Write out only the opening lines of the entries, through the line with "#[command(author, version, about, long_about".

══ Task input

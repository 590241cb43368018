pub mod init;
pub mod new;
pub mod week;

use anyhow::Result;
use clap::{Parser, Subcommand};

#[derive(Debug, Subcommand)]
enum Commands {
    #[command(about = "Create the logbook entry for the current week")]
    New(new::NewArgs),
    #[command(about = "Configure template and output locations")]
    Init(init::InitArgs),
    #[command(about = "Show the week range and entry file for a date")]
    Week(week::WeekArgs),
}

#[derive(Debug, Parser)]
#[command(author, version, about, long_about = None)]
#[command(arg_required_else_help(true))]
pub struct Cli {
    #[command(subcommand)]
    command: Commands,
}

impl Cli {
    pub fn menu() -> Result<()> {
        let cli = Self::parse();
        match cli.command {
            Commands::New(args) => new::cmd(args),
            Commands::Init(args) => init::cmd(args),
            Commands::Week(args) => week::cmd(args),
        }
    }
}
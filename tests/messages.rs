#[cfg(test)]
mod tests {
    use logbook::libs::messages::Message;

    #[test]
    fn test_prompt_texts() {
        assert_eq!(Message::PromptTitle.to_string(), "Enter the title of the entry");
        assert_eq!(
            Message::PromptManualEntry.to_string(),
            "Do you want to enter the log content manually? (y/n)"
        );
        assert_eq!(Message::PromptTableCell("Ziel / Auftrag".into(), "".into()).to_string(), "Ziel / Auftrag");
    }

    #[test]
    fn test_status_texts() {
        assert_eq!(
            Message::WeekRange("2025.03.10".into(), "2025.03.14".into()).to_string(),
            "Creating logbook entry for week: 2025.03.10 - 2025.03.14"
        );
        assert_eq!(
            Message::MultilineHint("Was mir gut gelungen ist".into()).to_string(),
            "Enter text for Was mir gut gelungen ist (Type 'done' or 'end' to finish):"
        );
        assert_eq!(Message::PositionOutOfRange.to_string(), "Please enter a number between 1 and 5.");
        assert_eq!(Message::PositionNotANumber.to_string(), "Invalid input. Please enter a number.");
    }
}
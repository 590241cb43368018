#[cfg(test)]
mod tests {
    use logbook::libs::error::LogbookError;
    use logbook::libs::template::{read_template, substitute, tokens, Replacements};

    const TEMPLATE: &str = "# Title\nZeitraum: dd.mm.yyyy - dd.mm.yyyy\nT0\nM0\nTitle again";

    fn pairs() -> Vec<(&'static str, &'static str)> {
        vec![
            (tokens::TITLE, "Sprint 1"),
            (tokens::WEEK_RANGE, "2025.03.10 - 2025.03.14"),
            (tokens::GOALS, "| table |"),
            (tokens::ACHIEVEMENTS, "> done it"),
        ]
    }

    #[test]
    fn test_substitute_replaces_every_occurrence() {
        let replacements: Replacements = pairs().into_iter().collect();
        let text = substitute(TEMPLATE, &replacements);

        assert_eq!(text, "# Sprint 1\nZeitraum: 2025.03.10 - 2025.03.14\n| table |\n> done it\nSprint 1 again");
        assert!(!text.contains(tokens::TITLE));
    }

    #[test]
    fn test_substitute_is_order_independent_for_disjoint_tokens() {
        let forward: Replacements = pairs().into_iter().collect();
        let backward: Replacements = pairs().into_iter().rev().collect();
        let rotated: Replacements = pairs().into_iter().cycle().skip(2).take(4).collect();

        let expected = substitute(TEMPLATE, &forward);
        assert_eq!(substitute(TEMPLATE, &backward), expected);
        assert_eq!(substitute(TEMPLATE, &rotated), expected);
    }

    #[test]
    fn test_substitute_with_empty_map_returns_template() {
        assert_eq!(substitute(TEMPLATE, &Replacements::new()), TEMPLATE);
    }

    #[test]
    fn test_substitute_missing_and_empty_tokens_are_noops() {
        let mut replacements = Replacements::new();
        replacements.insert("NOT THERE", "x");
        replacements.insert("", "x");
        assert_eq!(substitute(TEMPLATE, &replacements), TEMPLATE);
    }

    #[test]
    fn test_substitute_empty_value_erases_token() {
        let replacements: Replacements = [(tokens::GOALS, ""), (tokens::ACHIEVEMENTS, "")].into_iter().collect();
        assert_eq!(substitute("a T0 b M0 c", &replacements), "a  b  c");
    }

    #[test]
    fn test_replacements_keep_first_position_on_overwrite() {
        let mut replacements = Replacements::new();
        replacements.insert("A", "1");
        replacements.insert("B", "2");
        replacements.insert("A", "3");

        let order: Vec<(&str, &str)> = replacements.iter().collect();
        assert_eq!(order, vec![("A", "3"), ("B", "2")]);
        assert_eq!(replacements.len(), 2);
        assert_eq!(replacements.get("A"), Some("3"));
    }

    #[test]
    fn test_replacements_apply_in_insertion_order() {
        // Overlapping tokens make the order observable.
        let mut replacements = Replacements::new();
        replacements.insert("ab", "X");
        replacements.insert("b", "Y");
        assert_eq!(substitute("abb", &replacements), "XY");
    }

    #[test]
    fn test_read_template_missing_file() {
        let dir = tempfile::tempdir().unwrap();
        let path = dir.path().join("template.md");

        match read_template(&path) {
            Err(LogbookError::TemplateNotFound(missing)) => assert_eq!(missing, path),
            other => panic!("expected TemplateNotFound, got {:?}", other),
        }
    }

    #[test]
    fn test_missing_template_error_names_the_file() {
        let path = std::path::PathBuf::from("templates").join("template.md");
        let error = LogbookError::TemplateNotFound(path.clone());

        assert_eq!(error.to_string(), format!("Template file not found: {}", path.display()));
    }

    #[test]
    fn test_read_template_reads_content() {
        let dir = tempfile::tempdir().unwrap();
        let path = dir.path().join("template.md");
        std::fs::write(&path, "Grüße, Title").unwrap();

        assert_eq!(read_template(&path).unwrap(), "Grüße, Title");
    }
}
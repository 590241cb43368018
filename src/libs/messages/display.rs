//! Text of every [`Message`].
//!
//! Prompts carry no trailing `": "`; the console prompt adds its own
//! decoration around them.

use super::types::Message;
use std::fmt::{Display, Formatter, Result};

impl Display for Message {
    fn fmt(&self, f: &mut Formatter<'_>) -> Result {
        let text = match self {
            // === ENTRY MESSAGES ===
            Message::WeekRange(start, end) => format!("Creating logbook entry for week: {} - {}", start, end),
            Message::EntryFile(path) => format!("Entry file: {}", path),
            Message::EntryCreated(path) => format!("Logbook entry created successfully: {}", path),
            Message::EntrySaveFailed(error) => format!("Error saving logbook entry: {}", error),

            // === ENTRY PROMPTS ===
            Message::PromptTitle => "Enter the title of the entry".to_string(),
            Message::PromptManualEntry => "Do you want to enter the log content manually? (y/n)".to_string(),
            Message::PromptTableCell(header, hint) if hint.is_empty() => header.clone(),
            Message::PromptTableCell(header, hint) => format!("{} {}", header, hint),
            Message::PromptMultilineLine => "-".to_string(),
            Message::PromptPosition(category) => format!("Select position (1-5) for {}", category),
            Message::PromptAssessmentNotes => "Erläutern Sie Ihre Einschätzung kurz".to_string(),

            // === INPUT GUIDANCE ===
            Message::TableEntryHint => "Type 'done' or 'end' to finish entering data.".to_string(),
            Message::MultilineHint(label) => format!("Enter text for {} (Type 'done' or 'end' to finish):", label),
            Message::AssessmentHeader(title) => format!("{}:", title),
            Message::PositionOutOfRange => "Please enter a number between 1 and 5.".to_string(),
            Message::PositionNotANumber => "Invalid input. Please enter a number.".to_string(),

            // === CONFIGURATION MESSAGES ===
            Message::ConfigSaved => "Configuration saved successfully".to_string(),
            Message::ConfigDeleted => "Configuration removed".to_string(),
            Message::ConfigNotFound => "No configuration file to remove".to_string(),
            Message::ConfigModuleDirectories => "Template and output locations".to_string(),
            Message::ConfigModuleFormats => "Date and time stamp formats".to_string(),
            Message::PromptTemplateDir => "Directory containing the templates".to_string(),
            Message::PromptOutputDir => "Directory for generated entries (empty for default)".to_string(),
            Message::PromptTemplateFile => "Template for manual entries".to_string(),
            Message::PromptHumanTemplateFile => "Template with pre-written content".to_string(),
            Message::PromptDateFormat => "Date stamp format (chrono)".to_string(),
            Message::PromptTimeFormat => "Time stamp format (chrono)".to_string(),
        };
        write!(f, "{}", text)
    }
}
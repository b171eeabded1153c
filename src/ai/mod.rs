//! Chat-completion integration for story writing
//!
//! Provides a streaming interface to an OpenAI-compatible chat API (Groq)
//! that turns the caption prompt into a short narrative.

pub mod groq;
pub mod mock;

pub use groq::GroqChatClient;
pub use mock::MockStoryClient;

use crate::Result;
use async_trait::async_trait;
use futures::Stream;
use std::pin::Pin;

/// Incremental content deltas, in arrival order.
pub type ChunkStream = Pin<Box<dyn Stream<Item = Result<String>> + Send>>;

/// Two-message exchange sent to the chat model.
#[derive(Debug, Clone, PartialEq, Eq)]
pub struct StoryRequest {
    pub system: String,
    pub user: String,
}

impl StoryRequest {
    pub fn new(system: impl Into<String>, user: impl Into<String>) -> Self {
        Self {
            system: system.into(),
            user: user.into(),
        }
    }
}

#[async_trait]
pub trait StoryService: Send + Sync {
    async fn stream_story(&self, request: StoryRequest) -> Result<ChunkStream>;
}
use super::{ChunkStream, StoryRequest, StoryService};
use crate::{Error, Result};
use async_trait::async_trait;
use std::sync::{Arc, Mutex};

/// Scripted [`StoryService`] for tests: replays fixed chunks, optionally
/// failing part-way through, and records every request it receives.
pub struct MockStoryClient {
    chunks: Vec<String>,
    failure: Option<(usize, String)>,
    requests: Arc<Mutex<Vec<StoryRequest>>>,
}

impl MockStoryClient {
    pub fn new() -> Self {
        Self {
            chunks: Vec::new(),
            failure: None,
            requests: Arc::new(Mutex::new(Vec::new())),
        }
    }

    pub fn with_chunks<I, S>(mut self, chunks: I) -> Self
    where
        I: IntoIterator<Item = S>,
        S: Into<String>,
    {
        self.chunks = chunks.into_iter().map(Into::into).collect();
        self
    }

    /// Fail with `message` after `after` chunks have been delivered.
    pub fn with_failure_after(mut self, after: usize, message: impl Into<String>) -> Self {
        self.failure = Some((after, message.into()));
        self
    }

    pub fn requests(&self) -> Vec<StoryRequest> {
        self.requests.lock().unwrap().clone()
    }

    pub fn get_call_count(&self) -> usize {
        self.requests.lock().unwrap().len()
    }
}

impl Default for MockStoryClient {
    fn default() -> Self {
        Self::new()
    }
}

#[async_trait]
impl StoryService for MockStoryClient {
    async fn stream_story(&self, request: StoryRequest) -> Result<ChunkStream> {
        self.requests.lock().unwrap().push(request);

        let mut items: Vec<Result<String>> = Vec::new();
        for (index, chunk) in self.chunks.iter().enumerate() {
            if let Some((after, message)) = &self.failure {
                if index == *after {
                    items.push(Err(Error::Stream(message.clone())));
                    return Ok(Box::pin(futures::stream::iter(items)));
                }
            }
            items.push(Ok(chunk.clone()));
        }
        if let Some((after, message)) = &self.failure {
            if *after >= self.chunks.len() {
                items.push(Err(Error::Stream(message.clone())));
            }
        }

        Ok(Box::pin(futures::stream::iter(items)))
    }
}
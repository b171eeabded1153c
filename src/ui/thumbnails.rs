//! Image slot previews and the optional window icon.

use crate::Result;
use std::path::Path;

/// Largest edge of a slot preview, in pixels.
pub const THUMBNAIL_EDGE: u32 = 280;

const ICON_CANDIDATES: [&str; 2] = ["icon.png", "icon.ico"];

/// Decode `path` and scale it to fit the slot, keeping its aspect ratio.
pub fn load_thumbnail(path: &Path) -> Result<egui::ColorImage> {
    let thumbnail = image::open(path)?
        .resize(
            THUMBNAIL_EDGE,
            THUMBNAIL_EDGE,
            image::imageops::FilterType::Triangle,
        )
        .to_rgba8();
    let size = [thumbnail.width() as usize, thumbnail.height() as usize];

    Ok(egui::ColorImage::from_rgba_unmultiplied(
        size,
        thumbnail.as_raw(),
    ))
}

/// Window icon from `icon.png` (or `icon.ico`) in `dir`, when present and
/// decodable.
pub fn load_icon(dir: &Path) -> Option<egui::IconData> {
    ICON_CANDIDATES
        .iter()
        .map(|name| dir.join(name))
        .find(|path| path.exists())
        .and_then(|path| match image::open(&path) {
            Ok(icon) => {
                let icon = icon.to_rgba8();
                Some(egui::IconData {
                    width: icon.width(),
                    height: icon.height(),
                    rgba: icon.into_raw(),
                })
            }
            Err(e) => {
                tracing::warn!("Ignoring unreadable icon {}: {}", path.display(), e);
                None
            }
        })
}

#[cfg(test)]
mod tests {
    use super::*;
    use std::path::PathBuf;

    fn write_png(dir: &Path, name: &str, width: u32, height: u32) -> PathBuf {
        let path = dir.join(name);
        image::RgbaImage::from_pixel(width, height, image::Rgba([10, 20, 30, 255]))
            .save(&path)
            .unwrap();
        path
    }

    #[test]
    fn test_thumbnail_preserves_aspect_ratio() {
        let dir = tempfile::tempdir().unwrap();
        let path = write_png(dir.path(), "wide.png", 1120, 560);

        let thumbnail = load_thumbnail(&path).unwrap();
        assert_eq!(thumbnail.size, [280, 140]);
    }

    #[test]
    fn test_small_images_are_scaled_up_to_fit() {
        let dir = tempfile::tempdir().unwrap();
        let path = write_png(dir.path(), "small.png", 40, 30);

        let thumbnail = load_thumbnail(&path).unwrap();
        assert_eq!(thumbnail.size, [280, 210]);
    }

    #[test]
    fn test_undecodable_file_is_an_error() {
        let dir = tempfile::tempdir().unwrap();
        let path = dir.path().join("broken.jpg");
        std::fs::write(&path, b"nope").unwrap();

        assert!(load_thumbnail(&path).is_err());
    }

    #[test]
    fn test_icon_is_optional() {
        let dir = tempfile::tempdir().unwrap();
        assert!(load_icon(dir.path()).is_none());

        write_png(dir.path(), "icon.png", 16, 16);
        let icon = load_icon(dir.path()).unwrap();
        assert_eq!((icon.width, icon.height), (16, 16));
        assert_eq!(icon.rgba.len(), 16 * 16 * 4);
    }
}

════

§ Your response
repository 590241cb43368018
pub mod init;
pub mod new;
pub mod week;

use anyhow::Result;
use clap::{Parser, Subcommand};

#[derive(Debug, Subcommand)]
enum Commands {
    #[command(about = "Create the logbook entry for the current week")]
    New(new::NewArgs),
    #[command(about = "Configure template and output locations")]
    Init(init::InitArgs),
    #[command(about = "Show the week range and entry file for a date")]
    Week(week::WeekArgs),
}

#[derive(Debug, Parser)]
#[command(author, version, about, long_about = None)]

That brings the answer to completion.